Once, in Mexico,  football was one of the first sports preferred by mexicans along with baseball. College football was really popular and was the first sport, holding at least 68,954 spectators in the Olympic stadium in Mexico city. It was trasmited in radio and TV. Out of that, classic movies were filmed; for example 1956 “Viva la juventud;“ “Sin temores ni rencores todos juntos vencerán;” “Con la frente muy en alto Poli y la Universidad;” “No Fear No Regrets Everyone Will Win;” and a “Young Cheerleader Lady Sings.”  

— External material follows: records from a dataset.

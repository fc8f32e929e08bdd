//! Preset configurations
//!
//! Presets provide complete default configurations for common use cases.

use serde::{Deserialize, Serialize};
use std::fmt;
use std::str::FromStr;

/// Configuration preset
#[derive(Debug, Clone, Copy, PartialEq, Eq, Serialize, Deserialize)]
#[serde(rename_all = "lowercase")]
pub enum Preset {
    /// CI/CD: every object collapsed to one node, null-pointer copies for unknown origins
    Fast,

    /// Development: field-sensitive with the usual field limit
    Balanced,

    /// Audit: large field limit, explicit blackhole object for unknown origins
    Thorough,

    /// User-defined (YAML or builder API)
    Custom,
}

impl FromStr for Preset {
    type Err = String;

    fn from_str(s: &str) -> Result<Self, Self::Err> {
        match s.to_lowercase().as_str() {
            "fast" => Ok(Self::Fast),
            "balanced" => Ok(Self::Balanced),
            "thorough" => Ok(Self::Thorough),
            "custom" => Ok(Self::Custom),
            other => Err(other.to_string()),
        }
    }
}

impl fmt::Display for Preset {
    fn fmt(&self, f: &mut fmt::Formatter<'_>) -> fmt::Result {
        let name = match self {
            Self::Fast => "fast",
            Self::Balanced => "balanced",
            Self::Thorough => "thorough",
            Self::Custom => "custom",
        };
        write!(f, "{}", name)
    }
}

#[cfg(test)]
mod tests {
    use super::*;

    #[test]
    fn test_parse_case_insensitive() {
        assert_eq!("Fast".parse::<Preset>(), Ok(Preset::Fast));
        assert_eq!("THOROUGH".parse::<Preset>(), Ok(Preset::Thorough));
        assert!("medium".parse::<Preset>().is_err());
    }

    #[test]
    fn test_display_roundtrips_through_parse() {
        for preset in [Preset::Fast, Preset::Balanced, Preset::Thorough, Preset::Custom] {
            assert_eq!(preset.to_string().parse::<Preset>(), Ok(preset));
        }
    }
}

So, what happened? Why this decay? How soccer became the favorite sport? We suggested in an older post, following the argument of Powell of Bletcher Report, that the decay of football, and maybe baseball, in Mexico had political reasons related to univertsities. The idea was to create a context of violence in the stadiums, because College football created unity among students like that woman singing in the movie “Todos juntos vencerán”.
I explained in a past article about the violence in the stadiums and the groups of profesional mercenaries used for those purposes. But that is not the only reason, there may be several reasons for that decay. In this writing I will present some of them. And I will explain them in further entrances.

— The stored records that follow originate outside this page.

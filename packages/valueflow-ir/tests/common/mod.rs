//! Common test utilities for valueflow-ir
//!
//! Shared fixtures and assertions for the integration tests.

#![allow(dead_code)]

mod assertions;
mod fixtures;

pub use assertions::*;
pub use fixtures::*;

Media coverage: Media is really important for the coverage of a sport, and in the case of football, the decay of the College league, resulted n a decrease of the media coverage inside the country. Up to our present days coverage inside Mexico is really few, there are some TV channels that transmit the games. But they are not nationwide TV Channels; on the other, TV channels broadcast the national soccer league division 1 and 2 . Many generations of football players and fans were resignated to have a mediocre coverage,since it is catalogued to be fourth or fifth most important sport in the country. 

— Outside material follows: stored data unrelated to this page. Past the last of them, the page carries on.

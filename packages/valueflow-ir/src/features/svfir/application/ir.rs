//! The value-flow IR context object
//!
//! `SvfIr` owns the graph store, the id allocator, the layout service and
//! every dedup map. The front end creates nodes through the methods below and
//! statements through the statement factory (`stmt_factory.rs`); field objects
//! come from the field resolver (`field_resolver.rs`) and gep statements from
//! the base resolver (`base_resolver.rs`).
//!
//! # Usage
//! ```
//! use valueflow_ir::config::IrBuildConfig;
//! use valueflow_ir::features::svfir::{MemObjDesc, SourceValue, SvfIr};
//!
//! let mut ir = SvfIr::new(IrBuildConfig::default()).unwrap();
//! let o1 = ir.add_object(MemObjDesc::new("alloc:1").with_pointers()).unwrap();
//! let v1 = ir.add_value_node(Some(SourceValue::new("%v1")), true).unwrap();
//! let v2 = ir.add_value_node(Some(SourceValue::new("%v2")), true).unwrap();
//!
//! ir.add_addr_stmt(o1, v1).unwrap();
//! let copy = ir.add_copy_stmt(v1, v2).unwrap();
//! assert_eq!(ir.add_copy_stmt(v1, v2).unwrap(), copy);
//! ```

use rustc_hash::FxHashMap;
use std::collections::{BTreeMap, BTreeSet};
use tracing::debug;

use crate::config::IrBuildConfig;
use crate::errors::{Result, ValueFlowError};
use crate::features::svfir::domain::{
    LocationSet, MemObj, MemObjDesc, NodeKind, SourceValue, StmtIndex, StmtKind, SvfStmt, SvfVar,
};
use crate::features::svfir::infrastructure::{
    GraphStore, IdAllocator, NodeBitSet, SymbolTable, BLACK_HOLE_OBJ_ID, BLACK_HOLE_PTR_ID,
    CONSTANT_OBJ_ID, NULL_PTR_ID,
};
use crate::features::svfir::ports::LayoutService;
use crate::shared::models::{CallSiteId, FunctionId, InstId, MemObjId, NodeId, StmtId};

/// Sparse, deduplicated value-flow IR
#[derive(Debug)]
pub struct SvfIr<L: LayoutService = SymbolTable> {
    pub(super) config: IrBuildConfig,
    pub(super) store: GraphStore,
    pub(super) ids: IdAllocator,
    pub(super) layout: L,
    /// Kind → statements, creation order
    pub(super) stmt_index: StmtIndex,
    /// Result node → its phi statement
    pub(super) phi_map: FxHashMap<NodeId, StmtId>,
    /// (memory object, normalized offset) → field object
    pub(super) gep_obj_map: FxHashMap<(MemObjId, LocationSet), NodeId>,
    /// Memory object → every field node created for it
    pub(super) mem_to_fields: FxHashMap<MemObjId, NodeBitSet>,
    /// (instruction, base pointer, offset) → field value
    pub(super) gep_val_map: FxHashMap<(InstId, NodeId, LocationSet), NodeId>,
    /// Indirect call site → function pointer it calls through
    pub(super) indirect_call_sites: BTreeMap<CallSiteId, NodeId>,
    pub(super) candidate_pointers: BTreeSet<NodeId>,
}

impl SvfIr<SymbolTable> {
    /// Create an IR backed by the default symbol table
    pub fn new(config: IrBuildConfig) -> Result<Self> {
        config.validate()?;
        let layout = SymbolTable::new(config.max_field_limit);
        Self::with_layout(config, layout)
    }
}

impl<L: LayoutService> SvfIr<L> {
    /// Create an IR over a caller-supplied layout service
    pub fn with_layout(config: IrBuildConfig, layout: L) -> Result<Self> {
        config.validate()?;
        let mut ir = Self {
            config,
            store: GraphStore::new(),
            ids: IdAllocator::new(),
            layout,
            stmt_index: StmtIndex::new(),
            phi_map: FxHashMap::default(),
            gep_obj_map: FxHashMap::default(),
            mem_to_fields: FxHashMap::default(),
            gep_val_map: FxHashMap::default(),
            indirect_call_sites: BTreeMap::new(),
            candidate_pointers: BTreeSet::new(),
        };
        ir.init_special_nodes()?;
        Ok(ir)
    }

    fn init_special_nodes(&mut self) -> Result<()> {
        let black_hole = MemObjDesc::new("blackhole").field_insensitive().with_pointers();
        let constant = MemObjDesc::new("constant").field_insensitive();
        self.layout
            .register_mem_obj(MemObj::from_desc(BLACK_HOLE_OBJ_ID, black_hole));
        self.layout
            .register_mem_obj(MemObj::from_desc(CONSTANT_OBJ_ID, constant));

        self.insert_obj_node(BLACK_HOLE_OBJ_ID, NodeKind::DummyObj { mem: BLACK_HOLE_OBJ_ID })?;
        self.insert_obj_node(CONSTANT_OBJ_ID, NodeKind::DummyObj { mem: CONSTANT_OBJ_ID })?;
        self.store
            .add_node(SvfVar::new(BLACK_HOLE_PTR_ID, NodeKind::DummyVal, None, true))?;
        self.store
            .add_node(SvfVar::new(NULL_PTR_ID, NodeKind::DummyVal, None, true))?;
        Ok(())
    }

    // ═══════════════════════════════════════════════════════════════════════
    // Configuration
    // ═══════════════════════════════════════════════════════════════════════

    #[inline]
    pub fn config(&self) -> &IrBuildConfig {
        &self.config
    }

    /// Switch the unknown-origin policy; set once before construction starts
    pub fn handle_blackhole(&mut self, enabled: bool) {
        self.config.handle_blackhole = enabled;
    }

    // ═══════════════════════════════════════════════════════════════════════
    // Special Nodes
    // ═══════════════════════════════════════════════════════════════════════

    #[inline]
    pub fn black_hole_obj(&self) -> NodeId {
        BLACK_HOLE_OBJ_ID
    }

    #[inline]
    pub fn constant_obj(&self) -> NodeId {
        CONSTANT_OBJ_ID
    }

    #[inline]
    pub fn black_hole_ptr(&self) -> NodeId {
        BLACK_HOLE_PTR_ID
    }

    #[inline]
    pub fn null_ptr(&self) -> NodeId {
        NULL_PTR_ID
    }

    // ═══════════════════════════════════════════════════════════════════════
    // Node Creation
    // ═══════════════════════════════════════════════════════════════════════

    /// Add a value node for a program value (or a temporary when `value` is None)
    pub fn add_value_node(&mut self, value: Option<SourceValue>, is_pointer: bool) -> Result<NodeId> {
        let id = self.ids.allocate_value_id()?;
        self.store
            .add_node(SvfVar::new(id, NodeKind::Val, value, is_pointer))
    }

    /// Add the unique return node of `func`
    pub fn add_ret_node(&mut self, func: FunctionId, is_pointer: bool) -> Result<NodeId> {
        let id = self.ids.allocate_value_id()?;
        self.store
            .add_node(SvfVar::new(id, NodeKind::RetVal { func }, None, is_pointer))
    }

    /// Add the unique variadic-argument node of `func`
    pub fn add_vararg_node(&mut self, func: FunctionId, is_pointer: bool) -> Result<NodeId> {
        let id = self.ids.allocate_value_id()?;
        self.store
            .add_node(SvfVar::new(id, NodeKind::VarargVal { func }, None, is_pointer))
    }

    /// Add a value node with no program counterpart
    pub fn add_dummy_value_node(&mut self, is_pointer: bool) -> Result<NodeId> {
        let id = self.ids.allocate_value_id()?;
        self.store
            .add_node(SvfVar::new(id, NodeKind::DummyVal, None, is_pointer))
    }

    /// Register a memory object without creating any node for it
    pub fn add_mem_obj(&mut self, mut desc: MemObjDesc) -> Result<MemObjId> {
        if !self.config.field_sensitive {
            desc.field_insensitive = true;
        }
        let id = self.ids.allocate_object_id()?;
        self.layout.register_mem_obj(MemObj::from_desc(id, desc));
        Ok(id)
    }

    /// Register a memory object and create its field-insensitive node
    pub fn add_object(&mut self, desc: MemObjDesc) -> Result<NodeId> {
        let mem = self.add_mem_obj(desc)?;
        self.fi_obj_var(mem)
    }

    /// Register a placeholder object (unknown allocation) and its node
    pub fn add_dummy_object(&mut self, desc: MemObjDesc) -> Result<NodeId> {
        let mem = self.add_mem_obj(desc)?;
        self.insert_obj_node(mem, NodeKind::DummyObj { mem })
    }

    /// Field-insensitive node of `mem`, created on first reference
    ///
    /// Dummy objects are their own field-insensitive node.
    pub fn fi_obj_var(&mut self, mem: MemObjId) -> Result<NodeId> {
        if self.layout.mem_obj(mem).is_none() {
            return Err(ValueFlowError::UnknownMemObj(mem));
        }
        if self.store.contains_node(mem) {
            return Ok(mem);
        }
        self.insert_obj_node(mem, NodeKind::FIObj { mem })
    }

    /// Create an object node whose id equals its memory object id
    fn insert_obj_node(&mut self, mem: MemObjId, kind: NodeKind) -> Result<NodeId> {
        let is_pointer = self
            .layout
            .mem_obj(mem)
            .map(|obj| obj.has_ptr_obj)
            .ok_or(ValueFlowError::UnknownMemObj(mem))?;
        let kind_name = kind.as_str();
        self.store
            .add_node(SvfVar::new(mem, kind, None, is_pointer))?;
        self.mem_to_fields.entry(mem).or_default().insert(mem);
        debug!("created {} node {}", kind_name, mem);
        Ok(mem)
    }

    // ═══════════════════════════════════════════════════════════════════════
    // Indirect Call Sites
    // ═══════════════════════════════════════════════════════════════════════

    /// Record that `call_site` calls through the function pointer `fun_ptr`
    pub fn add_indirect_call_site(&mut self, call_site: CallSiteId, fun_ptr: NodeId) -> Result<()> {
        self.store.node(fun_ptr)?;
        self.indirect_call_sites.insert(call_site, fun_ptr);
        Ok(())
    }

    #[inline]
    pub fn is_indirect_call_site(&self, call_site: CallSiteId) -> bool {
        self.indirect_call_sites.contains_key(&call_site)
    }

    /// Function pointer behind an indirect call site
    #[inline]
    pub fn fun_ptr_of(&self, call_site: CallSiteId) -> Option<NodeId> {
        self.indirect_call_sites.get(&call_site).copied()
    }

    /// Indirect call sites with their function pointers, in call-site order
    pub fn indirect_call_sites(&self) -> impl Iterator<Item = (CallSiteId, NodeId)> + '_ {
        self.indirect_call_sites.iter().map(|(&cs, &ptr)| (cs, ptr))
    }

    // ═══════════════════════════════════════════════════════════════════════
    // Queries
    // ═══════════════════════════════════════════════════════════════════════

    #[inline]
    pub fn node(&self, id: NodeId) -> Result<&SvfVar> {
        self.store.node(id)
    }

    #[inline]
    pub fn contains_node(&self, id: NodeId) -> bool {
        self.store.contains_node(id)
    }

    pub fn nodes(&self) -> impl Iterator<Item = &SvfVar> + '_ {
        self.store.nodes()
    }

    #[inline]
    pub fn node_count(&self) -> usize {
        self.store.node_count()
    }

    #[inline]
    pub fn stmt(&self, id: StmtId) -> Option<&SvfStmt> {
        self.store.stmt(id)
    }

    #[inline]
    pub fn stmt_count(&self) -> usize {
        self.store.stmt_count()
    }

    /// Every statement of `kind`, in creation order
    pub fn stmts_of_kind(&self, kind: StmtKind) -> impl Iterator<Item = &SvfStmt> + '_ {
        self.stmt_index
            .of_kind(kind)
            .iter()
            .filter_map(move |&id| self.store.stmt(id))
    }

    /// Incoming statements of `kind` at `node`
    pub fn incoming_stmts(&self, node: NodeId, kind: StmtKind) -> Result<Vec<&SvfStmt>> {
        Ok(self
            .store
            .incoming_edges(node, kind)?
            .into_iter()
            .filter_map(|id| self.store.stmt(id))
            .collect())
    }

    /// Outgoing statements of `kind` at `node`
    pub fn outgoing_stmts(&self, node: NodeId, kind: StmtKind) -> Result<Vec<&SvfStmt>> {
        Ok(self
            .store
            .outgoing_edges(node, kind)?
            .into_iter()
            .filter_map(|id| self.store.stmt(id))
            .collect())
    }

    #[inline]
    pub fn layout(&self) -> &L {
        &self.layout
    }

    #[inline]
    pub fn mem_obj(&self, id: MemObjId) -> Result<&MemObj> {
        self.layout
            .mem_obj(id)
            .ok_or(ValueFlowError::UnknownMemObj(id))
    }

    /// Memory object behind an object node
    pub fn mem_obj_of_node(&self, node: NodeId) -> Result<&MemObj> {
        let mem = self
            .store
            .node(node)?
            .mem_obj()
            .ok_or(ValueFlowError::NotAnObject(node))?;
        self.mem_obj(mem)
    }
}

Another reason was the rivalry between public and prívate Colleges. They fought to have the best scolarships and better players. The money invested in players preparations, nutritions and medicine made it difficult to compete. This resulted in the divition of two major college football leages: CONADEIP, and ONEFA.  There are some games, specially in ONEFA, that are not much competitive and boring to watch. 

The question now is if LFA can make football great again? Can this new profesional league be attractive enough? Can it compete with the ratings of College football, or increase them. We will see.